[Recorded data]
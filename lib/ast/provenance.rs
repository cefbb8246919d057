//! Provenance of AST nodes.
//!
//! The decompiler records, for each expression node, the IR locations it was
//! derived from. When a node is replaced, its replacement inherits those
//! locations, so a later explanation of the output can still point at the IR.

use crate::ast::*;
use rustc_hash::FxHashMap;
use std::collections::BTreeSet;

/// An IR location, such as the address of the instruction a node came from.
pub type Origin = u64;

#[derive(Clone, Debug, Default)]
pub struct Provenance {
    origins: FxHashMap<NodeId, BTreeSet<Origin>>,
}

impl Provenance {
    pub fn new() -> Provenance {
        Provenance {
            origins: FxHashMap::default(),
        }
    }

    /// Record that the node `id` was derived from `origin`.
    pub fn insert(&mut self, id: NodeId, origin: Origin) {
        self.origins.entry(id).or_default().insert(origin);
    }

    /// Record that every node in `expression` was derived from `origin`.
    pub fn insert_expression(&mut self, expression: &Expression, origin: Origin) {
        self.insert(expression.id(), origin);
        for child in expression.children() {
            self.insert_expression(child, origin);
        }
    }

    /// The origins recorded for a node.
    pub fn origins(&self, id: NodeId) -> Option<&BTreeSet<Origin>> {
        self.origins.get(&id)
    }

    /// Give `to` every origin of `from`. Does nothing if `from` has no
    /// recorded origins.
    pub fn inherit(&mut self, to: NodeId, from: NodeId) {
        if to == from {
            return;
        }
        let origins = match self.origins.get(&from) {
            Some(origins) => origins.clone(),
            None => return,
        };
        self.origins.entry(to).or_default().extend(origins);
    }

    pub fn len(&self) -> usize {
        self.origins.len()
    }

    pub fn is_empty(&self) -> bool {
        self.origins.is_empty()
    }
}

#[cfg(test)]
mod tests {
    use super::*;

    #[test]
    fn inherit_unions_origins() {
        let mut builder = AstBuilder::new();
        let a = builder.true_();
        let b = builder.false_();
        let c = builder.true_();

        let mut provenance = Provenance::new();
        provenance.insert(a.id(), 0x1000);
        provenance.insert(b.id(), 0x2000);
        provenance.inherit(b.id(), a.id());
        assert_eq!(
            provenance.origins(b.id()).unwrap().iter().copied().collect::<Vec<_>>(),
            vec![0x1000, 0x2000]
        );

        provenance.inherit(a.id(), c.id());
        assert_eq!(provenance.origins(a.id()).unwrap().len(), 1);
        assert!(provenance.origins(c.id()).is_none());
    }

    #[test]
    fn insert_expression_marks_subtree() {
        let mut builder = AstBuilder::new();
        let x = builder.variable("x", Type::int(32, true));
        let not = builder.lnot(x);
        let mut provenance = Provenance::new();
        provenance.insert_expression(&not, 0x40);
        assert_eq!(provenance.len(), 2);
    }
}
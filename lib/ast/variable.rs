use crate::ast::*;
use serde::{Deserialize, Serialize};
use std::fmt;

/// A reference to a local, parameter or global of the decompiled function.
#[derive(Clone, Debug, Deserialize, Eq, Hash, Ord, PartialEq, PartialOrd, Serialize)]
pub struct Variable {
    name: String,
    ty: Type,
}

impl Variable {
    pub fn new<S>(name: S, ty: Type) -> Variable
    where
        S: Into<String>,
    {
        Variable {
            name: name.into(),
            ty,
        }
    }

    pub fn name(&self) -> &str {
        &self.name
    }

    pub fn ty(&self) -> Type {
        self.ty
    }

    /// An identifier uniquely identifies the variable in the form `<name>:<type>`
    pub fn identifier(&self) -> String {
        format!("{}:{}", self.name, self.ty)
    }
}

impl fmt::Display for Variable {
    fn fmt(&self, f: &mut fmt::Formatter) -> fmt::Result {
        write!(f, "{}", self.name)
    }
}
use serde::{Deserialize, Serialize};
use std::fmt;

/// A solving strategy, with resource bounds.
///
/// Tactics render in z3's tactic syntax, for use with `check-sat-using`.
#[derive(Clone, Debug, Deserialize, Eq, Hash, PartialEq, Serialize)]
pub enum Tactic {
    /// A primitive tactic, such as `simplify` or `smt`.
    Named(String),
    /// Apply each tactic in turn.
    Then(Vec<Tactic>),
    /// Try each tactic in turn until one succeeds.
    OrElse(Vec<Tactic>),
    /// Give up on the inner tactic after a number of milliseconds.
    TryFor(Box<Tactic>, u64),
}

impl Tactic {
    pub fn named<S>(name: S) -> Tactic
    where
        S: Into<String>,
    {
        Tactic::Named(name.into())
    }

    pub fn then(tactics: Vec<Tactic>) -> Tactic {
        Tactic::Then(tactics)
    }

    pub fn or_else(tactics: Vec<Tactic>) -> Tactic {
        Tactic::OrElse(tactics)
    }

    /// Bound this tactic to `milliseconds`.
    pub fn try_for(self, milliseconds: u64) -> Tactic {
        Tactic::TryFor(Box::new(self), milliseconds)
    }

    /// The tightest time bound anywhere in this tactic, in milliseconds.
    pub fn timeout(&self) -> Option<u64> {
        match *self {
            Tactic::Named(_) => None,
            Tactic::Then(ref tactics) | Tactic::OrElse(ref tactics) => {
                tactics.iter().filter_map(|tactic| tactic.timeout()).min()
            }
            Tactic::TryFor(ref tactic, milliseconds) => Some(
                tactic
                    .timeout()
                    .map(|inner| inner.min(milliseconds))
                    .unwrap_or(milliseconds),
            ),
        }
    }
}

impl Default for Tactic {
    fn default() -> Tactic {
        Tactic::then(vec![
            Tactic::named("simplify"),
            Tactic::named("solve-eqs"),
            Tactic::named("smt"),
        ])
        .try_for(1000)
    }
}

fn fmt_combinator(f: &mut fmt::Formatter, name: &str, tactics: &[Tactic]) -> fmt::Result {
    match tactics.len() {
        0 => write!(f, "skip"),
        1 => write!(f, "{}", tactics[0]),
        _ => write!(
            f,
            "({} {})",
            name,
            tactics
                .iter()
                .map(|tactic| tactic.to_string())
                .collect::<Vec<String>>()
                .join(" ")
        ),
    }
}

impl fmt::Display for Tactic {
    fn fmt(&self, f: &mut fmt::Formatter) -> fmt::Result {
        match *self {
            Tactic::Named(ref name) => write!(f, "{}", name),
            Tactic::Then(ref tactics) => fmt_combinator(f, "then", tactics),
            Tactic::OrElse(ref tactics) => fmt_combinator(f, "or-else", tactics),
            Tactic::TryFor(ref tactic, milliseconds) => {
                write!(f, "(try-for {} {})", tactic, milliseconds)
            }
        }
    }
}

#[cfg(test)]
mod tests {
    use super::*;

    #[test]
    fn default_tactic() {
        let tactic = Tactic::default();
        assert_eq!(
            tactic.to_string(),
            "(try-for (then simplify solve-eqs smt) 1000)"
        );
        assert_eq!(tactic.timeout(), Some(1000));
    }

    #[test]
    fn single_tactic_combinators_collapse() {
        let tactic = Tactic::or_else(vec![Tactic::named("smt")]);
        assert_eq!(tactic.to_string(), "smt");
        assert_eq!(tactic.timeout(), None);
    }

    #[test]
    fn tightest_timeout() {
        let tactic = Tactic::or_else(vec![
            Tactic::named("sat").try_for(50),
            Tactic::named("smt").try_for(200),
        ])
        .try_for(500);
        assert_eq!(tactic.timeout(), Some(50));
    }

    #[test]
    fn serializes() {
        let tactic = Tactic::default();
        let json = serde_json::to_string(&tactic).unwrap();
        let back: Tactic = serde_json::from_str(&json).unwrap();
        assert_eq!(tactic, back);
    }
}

--- Work required ---
Print the data above again, with nothing altered and nothing left out.

--- Answer below ---
filename lib/ast/provenance.rs
repository cefbb8246919d057
//! Provenance of AST nodes.
//!
//! The decompiler records, for each expression node, the IR locations it was
//! derived from. When a node is replaced, its replacement inherits those
//! locations, so a later explanation of the output can still point at the IR.

use crate::ast::*;
use rustc_hash::FxHashMap;
use std::collections::BTreeSet;

/// An IR location, such as the address of the instruction a node came from.
pub type Origin = u64;

#[derive(Clone, Debug, Default)]
pub struct Provenance {
    origins: FxHashMap<NodeId, BTreeSet<Origin>>,
}

impl Provenance {
    pub fn new() -> Provenance {
        Provenance {
            origins: FxHashMap::default(),
        }
    }

    /// Record that the node `id` was derived from `origin`.
    pub fn insert(&mut self, id: NodeId, origin: Origin) {
        self.origins.entry(id).or_default().insert(origin);
    }

    /// Record that every node in `expression` was derived from `origin`.
    pub fn insert_expression(&mut self, expression: &Expression, origin: Origin) {
        self.insert(expression.id(), origin);
        for child in expression.children() {
            self.insert_expression(child, origin);
        }
    }

    /// The origins recorded for a node.
    pub fn origins(&self, id: NodeId) -> Option<&BTreeSet<Origin>> {
        self.origins.get(&id)
    }

    /// Give `to` every origin of `from`. Does nothing if `from` has no
    /// recorded origins.
    pub fn inherit(&mut self, to: NodeId, from: NodeId) {
        if to == from {
            return;
        }
        let origins = match self.origins.get(&from) {
            Some(origins) => origins.clone(),
            None => return,
        };
        self.origins.entry(to).or_default().extend(origins);
    }

    pub fn len(&self) -> usize {
        self.origins.len()
    }

    pub fn is_empty(&self) -> bool {
        self.origins.is_empty()
    }
}

#[cfg(test)]
mod tests {
    use super::*;

    #[test]
    fn inherit_unions_origins() {
        let mut builder = AstBuilder::new();
        let a = builder.true_();
        let b = builder.false_();
        let c = builder.true_();

        let mut provenance = Provenance::new();
        provenance.insert(a.id(), 0x1000);
        provenance.insert(b.id(), 0x2000);
        provenance.inherit(b.id(), a.id());
        assert_eq!(
            provenance.origins(b.id()).unwrap().iter().copied().collect::<Vec<_>>(),
            vec![0x1000, 0x2000]
        );

        provenance.inherit(a.id(), c.id());
        assert_eq!(provenance.origins(a.id()).unwrap().len(), 1);
        assert!(provenance.origins(c.id()).is_none());
    }

    #[test]
    fn insert_expression_marks_subtree() {
        let mut builder = AstBuilder::new();
        let x = builder.variable("x", Type::int(32, true));
        let not = builder.lnot(x);
        let mut provenance = Provenance::new();
        provenance.insert_expression(&not, 0x40);
        assert_eq!(provenance.len(), 2);
    }
}
filename lib/ast/variable.rs
use crate::ast::*;
use serde::{Deserialize, Serialize};
use std::fmt;

/// A reference to a local, parameter or global of the decompiled function.
#[derive(Clone, Debug, Deserialize, Eq, Hash, Ord, PartialEq, PartialOrd, Serialize)]
pub struct Variable {
    name: String,
    ty: Type,
}

impl Variable {
    pub fn new<S>(name: S, ty: Type) -> Variable
    where
        S: Into<String>,
    {
        Variable {
            name: name.into(),
            ty,
        }
    }

    pub fn name(&self) -> &str {
        &self.name
    }

    pub fn ty(&self) -> Type {
        self.ty
    }

    /// An identifier uniquely identifies the variable in the form `<name>:<type>`
    pub fn identifier(&self) -> String {
        format!("{}:{}", self.name, self.ty)
    }
}

impl fmt::Display for Variable {
    fn fmt(&self, f: &mut fmt::Formatter) -> fmt::Result {
        write!(f, "{}", self.name)
    }
}
use serde::{Deserialize, Serialize};
use std::fmt;

/// A solving strategy, with resource bounds.
///
/// Tactics render in z3's tactic syntax, for use with `check-sat-using`.
#[derive(Clone, Debug, Deserialize, Eq, Hash, PartialEq, Serialize)]
pub enum Tactic {
    /// A primitive tactic, such as `simplify` or `smt`.
    Named(String),
    /// Apply each tactic in turn.
    Then(Vec<Tactic>),
    /// Try each tactic in turn until one succeeds.
    OrElse(Vec<Tactic>),
    /// Give up on the inner tactic after a number of milliseconds.
    TryFor(Box<Tactic>, u64),
}

impl Tactic {
    pub fn named<S>(name: S) -> Tactic
    where
        S: Into<String>,
    {
        Tactic::Named(name.into())
    }

    pub fn then(tactics: Vec<Tactic>) -> Tactic {
        Tactic::Then(tactics)
    }

    pub fn or_else(tactics: Vec<Tactic>) -> Tactic {
        Tactic::OrElse(tactics)
    }

    /// Bound this tactic to `milliseconds`.
    pub fn try_for(self, milliseconds: u64) -> Tactic {
        Tactic::TryFor(Box::new(self), milliseconds)
    }

    /// The tightest time bound anywhere in this tactic, in milliseconds.
    pub fn timeout(&self) -> Option<u64> {
        match *self {
            Tactic::Named(_) => None,
            Tactic::Then(ref tactics) | Tactic::OrElse(ref tactics) => {
                tactics.iter().filter_map(|tactic| tactic.timeout()).min()
            }
            Tactic::TryFor(ref tactic, milliseconds) => Some(
                tactic
                    .timeout()
                    .map(|inner| inner.min(milliseconds))
                    .unwrap_or(milliseconds),
            ),
        }
    }
}

impl Default for Tactic {
    fn default() -> Tactic {
        Tactic::then(vec![
            Tactic::named("simplify"),
            Tactic::named("solve-eqs"),
            Tactic::named("smt"),
        ])
        .try_for(1000)
    }
}

fn fmt_combinator(f: &mut fmt::Formatter, name: &str, tactics: &[Tactic]) -> fmt::Result {
    match tactics.len() {
        0 => write!(f, "skip"),
        1 => write!(f, "{}", tactics[0]),
        _ => write!(
            f,
            "({} {})",
            name,
            tactics
                .iter()
                .map(|tactic| tactic.to_string())
                .collect::<Vec<String>>()
                .join(" ")
        ),
    }
}

impl fmt::Display for Tactic {
    fn fmt(&self, f: &mut fmt::Formatter) -> fmt::Result {
        match *self {
            Tactic::Named(ref name) => write!(f, "{}", name),
            Tactic::Then(ref tactics) => fmt_combinator(f, "then", tactics),
            Tactic::OrElse(ref tactics) => fmt_combinator(f, "or-else", tactics),
            Tactic::TryFor(ref tactic, milliseconds) => {
                write!(f, "(try-for {} {})", tactic, milliseconds)
            }
        }
    }
}

#[cfg(test)]
mod tests {
    use super::*;

    #[test]
    fn default_tactic() {
        let tactic = Tactic::default();
        assert_eq!(
            tactic.to_string(),
            "(try-for (then simplify solve-eqs smt) 1000)"
        );
        assert_eq!(tactic.timeout(), Some(1000));
    }

    #[test]
    fn single_tactic_combinators_collapse() {
        let tactic = Tactic::or_else(vec![Tactic::named("smt")]);
        assert_eq!(tactic.to_string(), "smt");
        assert_eq!(tactic.timeout(), None);
    }

    #[test]
    fn tightest_timeout() {
        let tactic = Tactic::or_else(vec![
            Tactic::named("sat").try_for(50),
            Tactic::named("smt").try_for(200),
        ])
        .try_for(500);
        assert_eq!(tactic.timeout(), Some(50));
    }

    #[test]
    fn serializes() {
        let tactic = Tactic::default();
        let json = serde_json::to_string(&tactic).unwrap();
        let back: Tactic = serde_json::from_str(&json).unwrap();
        assert_eq!(tactic, back);
    }
}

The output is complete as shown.